Proteins, composed of amino acids, are essential to cellular functions, and their structure determines their role. Current methods for structure determination—such as X-ray crystallography or machine learning algorithms like AlphaFold2—have limitations. Incorporating additional data, such as crystallographic patterns, can improve accuracy. Here, we present CrysFormer, which utilizes transformers for protein electron density prediction. Our model shows significant improvements over convolution-based methods and sets the stage for solving more complex crystallographic problems.

The key highlights of our study include:

• Novel Architecture: CrysFormer is the first transformer model tailored for predicting electron density maps from Patterson maps.
• Utilization of Partial Structures: The model leverages available amino acid structures for better predictions.
• Superior Accuracy: Achieves higher Pearson correlations and lower phase errors compared to convolutional architectures.
• Efficient Dataset Creation: Introduces two new datasets—dipeptide (2 residues) and 15-residues—derived from the Protein Data Bank.

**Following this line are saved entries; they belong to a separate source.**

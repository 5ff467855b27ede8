use crate::config::Config;
use crate::errors::ConfigValidationError;
use parking_lot::RwLock;
use std::sync::Arc;
use tracing::level_filters::LevelFilter;

/// Called with the new verbosity whenever an update changes the log level.
pub type LogLevelHook = Box<dyn Fn(LevelFilter) + Send + Sync>;

struct Snapshot {
    config: Arc<Config>,
    version: u64,
}

/// Holds the active configuration as an immutable snapshot.
///
/// Readers clone the `Arc` and keep using it for the rest of their request;
/// writers swap in a complete new snapshot, so a reader never sees a
/// half-applied update.
pub struct ConfigStore {
    current: RwLock<Snapshot>,
    level_hook: Option<LogLevelHook>,
}

impl ConfigStore {
    pub fn new(initial: Config) -> Self {
        ConfigStore {
            current: RwLock::new(Snapshot {
                config: Arc::new(initial),
                version: 0,
            }),
            level_hook: None,
        }
    }

    pub fn with_level_hook(mut self, hook: LogLevelHook) -> Self {
        self.level_hook = Some(hook);
        self
    }

    pub fn get(&self) -> Arc<Config> {
        self.current.read().config.clone()
    }

    /// Number of successful replacements since startup.
    pub fn version(&self) -> u64 {
        self.current.read().version
    }

    /// Validates `config` and replaces the active snapshot with it.
    ///
    /// On error the active snapshot is left untouched.
    pub fn set(&self, config: Config) -> Result<Arc<Config>, ConfigValidationError> {
        let level = config.monitoring.level_filter()?;
        let config = Arc::new(config);

        let mut guard = self.current.write();
        let level_changed = guard.config.monitoring.log_level != config.monitoring.log_level;
        guard.config = config.clone();
        guard.version += 1;

        // Applied under the write lock so concurrent updates cannot leave the
        // process verbosity out of step with the stored snapshot.
        if level_changed && let Some(hook) = &self.level_hook {
            hook(level);
        }
        let version = guard.version;
        drop(guard);

        tracing::info!(
            version,
            weight_a = config.variant_a.weight,
            weight_b = config.variant_b.weight,
            "Configuration updated"
        );
        Ok(config)
    }

    /// Replaces the configuration from a raw update payload.
    pub fn set_from_json(
        &self,
        value: serde_json::Value,
    ) -> Result<Arc<Config>, ConfigValidationError> {
        self.set(Config::from_json(value)?)
    }
}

We leverage the Patterson function to preprocess crystallographic data and train a transformer-based model. Unlike convolutional models, CrysFormer employs an attention mechanism to capture global patterns in Patterson maps, integrating partial structure data for enhanced predictions. The model architecture includes efficient 3D patch embeddings and attention mechanisms optimized for 3D grids, ensuring scalability and accuracy.

CrysFormer was benchmarked against enhanced convolutional networks on our datasets. Key findings include:

• Dipeptide Dataset: Achieved a Pearson correlation of 0.939 compared to 0.839 for the best convolutional baseline.
• Efficiency: Fewer epochs and lower computational costs per epoch.
• 15-Residue Dataset: Demonstrated scalability and achieved promising accuracy on a more complex dataset.

CrysFormer represents a significant advancement in protein crystallography, combining machine learning with domain-specific insights. Future work will explore variable unit cell geometries and extend the framework to larger protein structures. The method opens new avenues for computational biology, with potential applications in drug discovery and structural biology.